BRIEF:
Only one stretch of the data below should be repeated: the lines from the line containing "let ops_per_sec = if" through the line containing "fn format_number(n: u64)", inclusive, exactly as they are.

RECORDS FOR THIS EXERCISE:
──────
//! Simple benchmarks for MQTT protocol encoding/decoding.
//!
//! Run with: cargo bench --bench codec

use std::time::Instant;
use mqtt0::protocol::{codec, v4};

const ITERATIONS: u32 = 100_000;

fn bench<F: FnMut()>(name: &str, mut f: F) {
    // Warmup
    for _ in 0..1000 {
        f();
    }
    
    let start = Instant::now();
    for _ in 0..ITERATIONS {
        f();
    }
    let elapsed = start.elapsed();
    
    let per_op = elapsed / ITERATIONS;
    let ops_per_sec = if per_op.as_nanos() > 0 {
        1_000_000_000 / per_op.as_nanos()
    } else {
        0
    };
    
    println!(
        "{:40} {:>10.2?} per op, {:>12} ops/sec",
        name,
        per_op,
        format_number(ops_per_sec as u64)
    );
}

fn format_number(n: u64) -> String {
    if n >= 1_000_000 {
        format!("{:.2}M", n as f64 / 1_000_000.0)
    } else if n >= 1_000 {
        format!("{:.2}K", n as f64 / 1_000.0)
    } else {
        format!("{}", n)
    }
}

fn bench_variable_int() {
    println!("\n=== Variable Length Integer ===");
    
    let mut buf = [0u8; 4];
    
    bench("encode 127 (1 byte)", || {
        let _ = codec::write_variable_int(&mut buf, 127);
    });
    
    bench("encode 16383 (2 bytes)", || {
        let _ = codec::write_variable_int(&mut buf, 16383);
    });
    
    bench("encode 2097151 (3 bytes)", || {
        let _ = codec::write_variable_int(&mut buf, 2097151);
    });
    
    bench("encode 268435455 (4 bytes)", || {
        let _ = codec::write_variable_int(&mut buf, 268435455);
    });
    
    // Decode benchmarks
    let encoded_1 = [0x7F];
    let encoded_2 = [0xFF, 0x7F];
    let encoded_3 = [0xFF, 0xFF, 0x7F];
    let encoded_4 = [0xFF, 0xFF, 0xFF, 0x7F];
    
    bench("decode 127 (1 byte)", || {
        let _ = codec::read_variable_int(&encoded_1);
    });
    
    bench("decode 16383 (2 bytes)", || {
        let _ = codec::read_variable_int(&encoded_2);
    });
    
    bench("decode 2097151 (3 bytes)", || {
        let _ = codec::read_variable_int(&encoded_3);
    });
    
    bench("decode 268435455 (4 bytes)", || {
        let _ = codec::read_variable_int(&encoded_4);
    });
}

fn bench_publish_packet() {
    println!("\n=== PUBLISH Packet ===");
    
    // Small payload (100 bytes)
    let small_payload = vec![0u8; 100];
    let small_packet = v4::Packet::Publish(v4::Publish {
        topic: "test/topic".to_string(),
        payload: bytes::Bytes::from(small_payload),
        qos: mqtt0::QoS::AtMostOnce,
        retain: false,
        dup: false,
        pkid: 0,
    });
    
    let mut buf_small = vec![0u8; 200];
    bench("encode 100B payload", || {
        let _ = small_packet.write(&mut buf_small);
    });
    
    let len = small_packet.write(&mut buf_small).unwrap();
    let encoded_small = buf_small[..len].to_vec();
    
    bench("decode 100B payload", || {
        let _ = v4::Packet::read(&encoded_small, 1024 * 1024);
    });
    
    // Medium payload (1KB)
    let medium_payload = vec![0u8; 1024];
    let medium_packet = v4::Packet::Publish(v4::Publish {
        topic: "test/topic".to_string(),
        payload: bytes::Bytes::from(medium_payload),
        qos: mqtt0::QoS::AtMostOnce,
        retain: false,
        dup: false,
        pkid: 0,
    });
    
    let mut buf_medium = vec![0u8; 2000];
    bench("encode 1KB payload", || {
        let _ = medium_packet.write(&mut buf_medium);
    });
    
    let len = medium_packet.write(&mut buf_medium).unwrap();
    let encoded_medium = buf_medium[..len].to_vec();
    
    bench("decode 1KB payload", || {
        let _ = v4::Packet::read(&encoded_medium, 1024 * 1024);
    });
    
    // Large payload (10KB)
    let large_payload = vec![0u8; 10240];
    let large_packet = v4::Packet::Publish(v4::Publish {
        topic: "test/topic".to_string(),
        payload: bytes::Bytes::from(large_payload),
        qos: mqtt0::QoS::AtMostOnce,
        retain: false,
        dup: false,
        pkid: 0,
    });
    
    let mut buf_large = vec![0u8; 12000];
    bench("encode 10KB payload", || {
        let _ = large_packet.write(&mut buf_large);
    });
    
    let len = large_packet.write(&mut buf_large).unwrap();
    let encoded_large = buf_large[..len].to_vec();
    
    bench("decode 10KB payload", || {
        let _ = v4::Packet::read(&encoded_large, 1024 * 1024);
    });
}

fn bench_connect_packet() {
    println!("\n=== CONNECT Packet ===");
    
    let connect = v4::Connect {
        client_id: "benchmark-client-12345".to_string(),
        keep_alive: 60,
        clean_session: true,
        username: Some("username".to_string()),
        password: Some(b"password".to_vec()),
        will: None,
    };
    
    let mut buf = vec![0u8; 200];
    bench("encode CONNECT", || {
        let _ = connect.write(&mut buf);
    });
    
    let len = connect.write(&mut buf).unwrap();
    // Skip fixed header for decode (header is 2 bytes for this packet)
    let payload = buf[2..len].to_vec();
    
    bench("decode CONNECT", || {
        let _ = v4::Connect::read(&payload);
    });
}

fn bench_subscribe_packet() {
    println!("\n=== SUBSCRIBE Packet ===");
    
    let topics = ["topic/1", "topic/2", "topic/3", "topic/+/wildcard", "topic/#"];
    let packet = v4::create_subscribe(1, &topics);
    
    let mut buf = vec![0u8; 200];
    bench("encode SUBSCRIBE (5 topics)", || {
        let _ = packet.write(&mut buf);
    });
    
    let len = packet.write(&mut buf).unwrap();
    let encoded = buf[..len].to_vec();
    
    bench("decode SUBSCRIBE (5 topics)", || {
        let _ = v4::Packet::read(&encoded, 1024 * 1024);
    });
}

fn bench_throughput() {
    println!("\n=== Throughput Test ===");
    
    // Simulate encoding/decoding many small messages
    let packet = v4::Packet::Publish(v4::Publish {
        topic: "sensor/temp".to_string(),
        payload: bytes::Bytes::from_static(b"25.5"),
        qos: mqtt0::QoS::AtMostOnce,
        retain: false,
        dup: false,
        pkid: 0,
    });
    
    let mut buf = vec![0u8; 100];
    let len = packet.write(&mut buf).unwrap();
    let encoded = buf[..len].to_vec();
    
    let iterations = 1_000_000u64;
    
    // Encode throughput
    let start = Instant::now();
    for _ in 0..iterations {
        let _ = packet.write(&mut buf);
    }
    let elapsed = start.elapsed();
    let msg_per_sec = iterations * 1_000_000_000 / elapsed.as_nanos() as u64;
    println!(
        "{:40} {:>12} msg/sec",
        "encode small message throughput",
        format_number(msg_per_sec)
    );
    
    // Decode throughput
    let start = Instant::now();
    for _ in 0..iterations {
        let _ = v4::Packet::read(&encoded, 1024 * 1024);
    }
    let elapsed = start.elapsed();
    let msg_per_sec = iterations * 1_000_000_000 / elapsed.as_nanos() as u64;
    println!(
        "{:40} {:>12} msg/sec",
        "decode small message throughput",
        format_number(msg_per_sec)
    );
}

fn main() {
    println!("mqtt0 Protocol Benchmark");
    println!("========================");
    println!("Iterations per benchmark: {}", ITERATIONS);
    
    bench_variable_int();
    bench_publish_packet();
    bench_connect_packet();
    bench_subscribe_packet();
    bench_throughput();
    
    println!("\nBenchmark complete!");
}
──────
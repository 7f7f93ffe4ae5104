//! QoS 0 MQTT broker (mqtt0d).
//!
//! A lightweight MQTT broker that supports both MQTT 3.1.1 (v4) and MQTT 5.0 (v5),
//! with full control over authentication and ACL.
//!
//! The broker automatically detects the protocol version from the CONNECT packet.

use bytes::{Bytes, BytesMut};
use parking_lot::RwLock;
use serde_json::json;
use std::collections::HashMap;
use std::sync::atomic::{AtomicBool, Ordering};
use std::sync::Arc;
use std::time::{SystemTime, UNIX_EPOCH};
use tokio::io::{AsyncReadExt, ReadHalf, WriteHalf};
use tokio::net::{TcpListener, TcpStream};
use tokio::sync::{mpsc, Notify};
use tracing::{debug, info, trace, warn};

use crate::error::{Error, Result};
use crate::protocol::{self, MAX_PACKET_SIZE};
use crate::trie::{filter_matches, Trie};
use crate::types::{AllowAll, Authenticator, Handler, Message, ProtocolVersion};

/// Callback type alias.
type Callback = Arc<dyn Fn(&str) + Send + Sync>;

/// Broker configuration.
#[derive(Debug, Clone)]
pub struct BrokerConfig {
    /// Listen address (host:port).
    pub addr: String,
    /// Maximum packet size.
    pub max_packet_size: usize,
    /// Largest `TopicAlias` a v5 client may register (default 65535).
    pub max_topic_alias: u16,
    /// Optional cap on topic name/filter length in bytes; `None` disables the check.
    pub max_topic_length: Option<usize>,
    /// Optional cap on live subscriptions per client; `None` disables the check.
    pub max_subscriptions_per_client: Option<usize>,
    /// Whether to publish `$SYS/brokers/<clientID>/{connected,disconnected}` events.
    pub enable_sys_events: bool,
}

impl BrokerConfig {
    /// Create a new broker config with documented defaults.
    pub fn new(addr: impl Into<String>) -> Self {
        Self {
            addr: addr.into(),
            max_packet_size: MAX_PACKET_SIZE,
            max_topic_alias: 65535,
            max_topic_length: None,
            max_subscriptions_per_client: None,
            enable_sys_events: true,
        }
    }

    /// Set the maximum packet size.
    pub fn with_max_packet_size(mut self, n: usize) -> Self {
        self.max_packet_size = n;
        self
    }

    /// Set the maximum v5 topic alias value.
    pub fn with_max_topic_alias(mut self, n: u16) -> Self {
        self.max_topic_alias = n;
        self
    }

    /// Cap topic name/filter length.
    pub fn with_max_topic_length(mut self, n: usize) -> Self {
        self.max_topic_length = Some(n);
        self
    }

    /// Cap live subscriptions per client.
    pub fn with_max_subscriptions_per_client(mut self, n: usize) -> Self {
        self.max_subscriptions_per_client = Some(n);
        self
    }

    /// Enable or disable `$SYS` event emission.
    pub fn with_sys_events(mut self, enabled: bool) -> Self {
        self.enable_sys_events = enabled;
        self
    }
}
──────
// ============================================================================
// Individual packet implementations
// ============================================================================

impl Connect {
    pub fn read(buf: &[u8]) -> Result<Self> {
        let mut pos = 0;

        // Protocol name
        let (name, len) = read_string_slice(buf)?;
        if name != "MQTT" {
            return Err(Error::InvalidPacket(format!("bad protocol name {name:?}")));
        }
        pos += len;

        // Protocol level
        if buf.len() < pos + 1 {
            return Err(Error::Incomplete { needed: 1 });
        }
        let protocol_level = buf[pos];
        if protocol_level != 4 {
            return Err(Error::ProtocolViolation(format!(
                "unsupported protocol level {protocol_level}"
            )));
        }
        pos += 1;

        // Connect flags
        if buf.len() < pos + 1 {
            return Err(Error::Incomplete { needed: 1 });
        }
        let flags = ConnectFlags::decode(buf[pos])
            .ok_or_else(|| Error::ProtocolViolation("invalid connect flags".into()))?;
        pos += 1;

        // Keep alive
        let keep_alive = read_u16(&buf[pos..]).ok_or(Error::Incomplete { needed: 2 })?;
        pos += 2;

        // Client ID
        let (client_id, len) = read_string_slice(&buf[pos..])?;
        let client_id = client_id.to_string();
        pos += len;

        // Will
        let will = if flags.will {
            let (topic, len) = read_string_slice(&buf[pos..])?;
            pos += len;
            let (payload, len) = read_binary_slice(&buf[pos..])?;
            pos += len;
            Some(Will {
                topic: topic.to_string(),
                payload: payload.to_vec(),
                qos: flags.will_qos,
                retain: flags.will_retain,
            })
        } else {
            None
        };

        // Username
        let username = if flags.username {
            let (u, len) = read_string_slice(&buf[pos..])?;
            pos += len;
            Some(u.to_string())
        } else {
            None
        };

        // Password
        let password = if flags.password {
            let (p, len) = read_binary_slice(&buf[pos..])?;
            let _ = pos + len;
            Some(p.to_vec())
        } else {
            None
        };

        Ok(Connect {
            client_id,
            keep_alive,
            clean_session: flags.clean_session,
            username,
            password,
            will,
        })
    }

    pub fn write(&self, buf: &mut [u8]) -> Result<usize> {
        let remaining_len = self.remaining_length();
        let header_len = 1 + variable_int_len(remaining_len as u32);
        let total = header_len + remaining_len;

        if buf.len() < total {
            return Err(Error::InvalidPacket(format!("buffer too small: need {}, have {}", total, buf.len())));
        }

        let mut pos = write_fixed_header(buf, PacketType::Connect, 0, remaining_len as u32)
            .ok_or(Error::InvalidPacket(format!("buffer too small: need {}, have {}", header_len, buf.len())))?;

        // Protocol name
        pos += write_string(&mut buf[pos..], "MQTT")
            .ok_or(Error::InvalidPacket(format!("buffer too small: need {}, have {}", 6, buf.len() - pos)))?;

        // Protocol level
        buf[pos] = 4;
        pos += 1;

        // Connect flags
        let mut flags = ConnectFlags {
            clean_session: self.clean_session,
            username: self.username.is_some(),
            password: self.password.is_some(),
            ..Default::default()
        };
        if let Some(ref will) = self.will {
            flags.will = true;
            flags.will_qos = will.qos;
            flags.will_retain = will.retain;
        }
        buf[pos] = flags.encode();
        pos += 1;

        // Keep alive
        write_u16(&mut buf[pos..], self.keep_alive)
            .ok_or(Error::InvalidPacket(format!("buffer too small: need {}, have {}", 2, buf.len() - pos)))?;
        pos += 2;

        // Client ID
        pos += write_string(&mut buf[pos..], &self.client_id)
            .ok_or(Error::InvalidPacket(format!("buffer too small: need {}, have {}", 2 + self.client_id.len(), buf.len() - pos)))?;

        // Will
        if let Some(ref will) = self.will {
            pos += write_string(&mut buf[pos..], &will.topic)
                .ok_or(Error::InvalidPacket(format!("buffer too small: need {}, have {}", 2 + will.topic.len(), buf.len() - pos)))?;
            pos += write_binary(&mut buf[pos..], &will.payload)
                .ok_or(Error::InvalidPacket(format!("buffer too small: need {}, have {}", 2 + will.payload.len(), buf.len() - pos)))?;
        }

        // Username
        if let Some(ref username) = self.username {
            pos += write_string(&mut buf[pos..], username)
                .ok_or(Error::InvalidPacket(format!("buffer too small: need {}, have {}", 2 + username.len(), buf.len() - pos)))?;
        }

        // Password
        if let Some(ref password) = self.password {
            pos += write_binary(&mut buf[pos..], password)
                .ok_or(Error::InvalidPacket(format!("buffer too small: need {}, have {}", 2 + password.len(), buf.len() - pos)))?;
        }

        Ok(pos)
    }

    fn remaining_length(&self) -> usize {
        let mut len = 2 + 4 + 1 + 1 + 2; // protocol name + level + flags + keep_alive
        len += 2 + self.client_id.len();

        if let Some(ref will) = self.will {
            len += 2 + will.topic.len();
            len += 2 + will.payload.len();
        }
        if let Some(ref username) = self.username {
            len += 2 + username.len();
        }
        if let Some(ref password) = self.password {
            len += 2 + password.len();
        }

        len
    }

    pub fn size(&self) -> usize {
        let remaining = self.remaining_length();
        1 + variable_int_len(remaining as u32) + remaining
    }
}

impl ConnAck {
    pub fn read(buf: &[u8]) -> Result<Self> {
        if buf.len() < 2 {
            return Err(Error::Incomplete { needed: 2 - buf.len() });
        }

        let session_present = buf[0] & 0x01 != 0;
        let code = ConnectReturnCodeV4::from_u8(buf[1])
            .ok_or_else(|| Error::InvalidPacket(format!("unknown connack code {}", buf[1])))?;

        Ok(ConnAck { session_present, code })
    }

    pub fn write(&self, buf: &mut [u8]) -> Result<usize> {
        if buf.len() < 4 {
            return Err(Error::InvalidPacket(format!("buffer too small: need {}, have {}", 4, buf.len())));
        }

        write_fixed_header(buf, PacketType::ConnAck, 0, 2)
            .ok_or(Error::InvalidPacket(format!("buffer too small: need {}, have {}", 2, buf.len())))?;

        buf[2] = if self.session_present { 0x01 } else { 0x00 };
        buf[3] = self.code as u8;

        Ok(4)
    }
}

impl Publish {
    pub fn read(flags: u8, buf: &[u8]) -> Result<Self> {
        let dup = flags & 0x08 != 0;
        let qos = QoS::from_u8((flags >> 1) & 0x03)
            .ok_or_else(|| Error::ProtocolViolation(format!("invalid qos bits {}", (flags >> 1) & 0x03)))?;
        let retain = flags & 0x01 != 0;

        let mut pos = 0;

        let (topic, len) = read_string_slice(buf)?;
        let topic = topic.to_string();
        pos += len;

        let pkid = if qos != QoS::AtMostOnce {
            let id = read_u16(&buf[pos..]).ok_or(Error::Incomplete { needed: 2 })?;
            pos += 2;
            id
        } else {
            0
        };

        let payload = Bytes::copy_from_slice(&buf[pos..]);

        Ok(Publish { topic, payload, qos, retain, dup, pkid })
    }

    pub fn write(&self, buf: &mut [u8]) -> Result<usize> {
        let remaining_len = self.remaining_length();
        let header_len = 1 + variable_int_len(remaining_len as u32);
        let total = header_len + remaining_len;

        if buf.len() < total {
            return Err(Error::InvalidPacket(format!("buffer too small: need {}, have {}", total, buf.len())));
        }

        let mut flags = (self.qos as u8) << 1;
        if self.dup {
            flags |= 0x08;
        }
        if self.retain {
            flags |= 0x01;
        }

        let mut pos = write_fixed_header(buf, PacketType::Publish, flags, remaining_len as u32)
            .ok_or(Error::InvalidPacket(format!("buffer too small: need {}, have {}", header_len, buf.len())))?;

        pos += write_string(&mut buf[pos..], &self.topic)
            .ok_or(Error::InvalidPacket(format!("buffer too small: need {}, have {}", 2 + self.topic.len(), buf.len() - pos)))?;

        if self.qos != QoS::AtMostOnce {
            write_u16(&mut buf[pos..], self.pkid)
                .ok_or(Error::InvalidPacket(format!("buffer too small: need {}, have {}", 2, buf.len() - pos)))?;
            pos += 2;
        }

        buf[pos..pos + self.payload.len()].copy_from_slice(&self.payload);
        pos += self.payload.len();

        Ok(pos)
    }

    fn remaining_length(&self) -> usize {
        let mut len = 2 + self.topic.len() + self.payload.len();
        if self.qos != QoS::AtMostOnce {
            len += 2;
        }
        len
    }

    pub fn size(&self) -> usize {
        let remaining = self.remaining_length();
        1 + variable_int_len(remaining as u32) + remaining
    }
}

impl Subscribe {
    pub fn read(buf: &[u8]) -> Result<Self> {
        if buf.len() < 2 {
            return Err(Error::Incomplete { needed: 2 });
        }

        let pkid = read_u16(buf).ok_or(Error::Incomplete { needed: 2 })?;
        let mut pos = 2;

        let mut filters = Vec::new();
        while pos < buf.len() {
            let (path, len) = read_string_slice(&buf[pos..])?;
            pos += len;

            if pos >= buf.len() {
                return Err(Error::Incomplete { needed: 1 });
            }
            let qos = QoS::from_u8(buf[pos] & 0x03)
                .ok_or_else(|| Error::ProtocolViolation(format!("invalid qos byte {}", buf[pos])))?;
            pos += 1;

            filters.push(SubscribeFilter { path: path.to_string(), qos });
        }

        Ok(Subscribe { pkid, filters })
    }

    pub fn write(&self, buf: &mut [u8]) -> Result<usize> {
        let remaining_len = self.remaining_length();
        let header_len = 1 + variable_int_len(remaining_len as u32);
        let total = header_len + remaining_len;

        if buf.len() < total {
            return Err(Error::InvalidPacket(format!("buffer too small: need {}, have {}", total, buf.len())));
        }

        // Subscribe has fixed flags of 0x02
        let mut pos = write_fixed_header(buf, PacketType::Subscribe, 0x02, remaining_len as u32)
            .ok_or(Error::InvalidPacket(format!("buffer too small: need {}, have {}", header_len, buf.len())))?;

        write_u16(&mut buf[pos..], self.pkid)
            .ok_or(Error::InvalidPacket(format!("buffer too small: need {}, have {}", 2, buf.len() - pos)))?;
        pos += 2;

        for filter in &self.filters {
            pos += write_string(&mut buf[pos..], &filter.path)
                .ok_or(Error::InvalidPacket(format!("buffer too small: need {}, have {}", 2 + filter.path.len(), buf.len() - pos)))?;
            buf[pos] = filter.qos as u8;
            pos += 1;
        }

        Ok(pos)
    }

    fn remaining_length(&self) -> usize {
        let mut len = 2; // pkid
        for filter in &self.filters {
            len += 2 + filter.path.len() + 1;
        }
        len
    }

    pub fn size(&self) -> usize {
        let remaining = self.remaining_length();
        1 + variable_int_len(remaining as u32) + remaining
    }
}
──────
ANSWER TO THE EXERCISE:
    let ops_per_sec = if per_op.as_nanos() > 0 {
        1_000_000_000 / per_op.as_nanos()
    } else {
        0
    };
    
    println!(
        "{:40} {:>10.2?} per op, {:>12} ops/sec",
        name,
        per_op,
        format_number(ops_per_sec as u64)
    );
}

fn format_number(n: u64) -> String {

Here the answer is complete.